When we were designing Tambi’s interior, the brief was simple: nothing new that could be old. Every surface that could be made from reclaimed material would be. The furniture would be teakwood — and it would not come from a showroom.
Old Karnataka houses are being demolished at a rate that would alarm historians and architects. When a 1930s bungalow comes down in Mysuru or a 1940s heritage home is cleared in Mangaluru, the teak doors, window frames, ceiling beams, and floor joists are often sold as scrap or left to rot.
We work with two salvage partners who track demolitions across Karnataka. When a property comes down, they negotiate with the demolition contractor for the timber rights. The wood is brought to a workshop in Tumkur where a team of four carpenters assess, clean, and re-dimension each piece.
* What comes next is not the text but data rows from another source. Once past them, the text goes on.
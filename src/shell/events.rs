//! Event service menu
//!
//! List and fetch events and event subscriptions, and subscribe to the
//! event stream with a local push-delivery listener.

use crate::client::{model, Connection, ResourceCollection};
use crate::error::Result;
use crate::events::{render_line, run_listener};
use rustyline::DefaultEditor;
use std::net::SocketAddr;

use super::{handle_response, pretty, probe, require, run_menu, Flow, Menu};

/// Run the event-service shell against the controller.
pub async fn run(conn: &Connection, bind: SocketAddr) -> Result<()> {
    let mut editor = DefaultEditor::new()?;
    probe(conn).await;
    run_menu(&mut editor, &EventMenu { conn, bind }).await?;
    Ok(())
}

struct EventMenu<'a> {
    conn: &'a Connection,
    /// Push listener bind address used by `sub`.
    bind: SocketAddr,
}

impl EventMenu<'_> {
    /// Fetch every member of the event collection and print each one.
    async fn get_all_events(&self, human: bool) -> Result<()> {
        let response = self.conn.get("/Events").await?;
        if !response.ok() {
            println!("Failed to retrieve response");
            return Ok(());
        }

        let collection: ResourceCollection = response.parse()?;
        for member in &collection.members {
            let id = member.id();
            let event = self.conn.get(&format!("/Events/{id}")).await?;
            if !event.ok() {
                println!("!!! Failed to retrieve event {id} !!!");
                return Ok(());
            }
            if human {
                println!("{}", render_line(&event.parse()?));
            } else if let Some(body) = event.json() {
                println!("{}", pretty(body));
            }
        }
        Ok(())
    }

    /// Subscribe the local listener to the event stream, then serve
    /// push deliveries until interrupted.
    async fn subscribe(&self) -> Result<()> {
        let destination = format!("http://{}/", self.bind);
        let response = self
            .conn
            .post("/Subscriptions", model::subscription(&destination))
            .await?;
        handle_response(&response);
        if !response.ok() {
            return Ok(());
        }
        run_listener(self.bind).await
    }
}

impl Menu for EventMenu<'_> {
    fn prompt(&self) -> String {
        "(nnf)".into()
    }

    fn intro(&self) -> &str {
        "Get/List/Subscribe to Events"
    }

    fn verbs(&self) -> &'static [(&'static str, &'static str)] {
        &[
            ("list", "List Events"),
            ("get", "Get Event [EVENT ID] or [--all] [-H]"),
            ("list-subs", "List Event Subscriptions"),
            ("get-sub", "Get Event Subscription [SUBSCRIPTION ID]"),
            ("sub", "Subscribe to the Event Stream via a local listener"),
        ]
    }

    async fn dispatch(
        &self,
        _editor: &mut DefaultEditor,
        verb: &str,
        args: &[&str],
    ) -> Result<Flow> {
        match verb {
            "list" => {
                let response = self.conn.get("/Events").await?;
                handle_response(&response);
            }
            "get" => {
                let human = args.contains(&"-H") || args.contains(&"--human-readable");
                if args.contains(&"all") || args.contains(&"--all") {
                    self.get_all_events(human).await?;
                } else {
                    require(args, 1, "get [EVENT ID] or [--all] [-H]")?;
                    let response = self.conn.get(&format!("/Events/{}", args[0])).await?;
                    handle_response(&response);
                }
            }
            "list-subs" => {
                let response = self.conn.get("/Subscriptions").await?;
                handle_response(&response);
            }
            "get-sub" => {
                require(args, 1, "get-sub [SUBSCRIPTION ID]")?;
                let response = self.conn.get(&format!("/Subscriptions/{}", args[0])).await?;
                handle_response(&response);
            }
            "sub" => self.subscribe().await?,
            _ => println!("*** Unknown command: {verb}"),
        }
        Ok(Flow::Continue)
    }
}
Reclaimed teak from a 70–90 year old home has properties that new plantation teak cannot replicate. The slow growth of old-forest teak produces tighter grain rings, higher oil content, and a natural patina that takes decades to develop. The deep amber colour of our tabletops — each slightly different — is the result of decades of oxidation and human contact.
Several of our tables were doors. If you look at the underside of the larger pieces, you can find traces of original paint, old hinge mortises, and occasional inscriptions. The marks are not defects. They are records.
The Tumkur workshop is run by Bhaskar and his son Suresh. Bhaskar has been working with teak for 44 years. His assessment of a piece of salvage timber — its structural integrity, whether it will move with humidity, whether the grain will split under a particular joint — takes him approximately ninety seconds and is almost never wrong.
We do not rush the process. Each table takes two to four weeks from salvage arrival to delivery. There is no shortcut that produces the same result.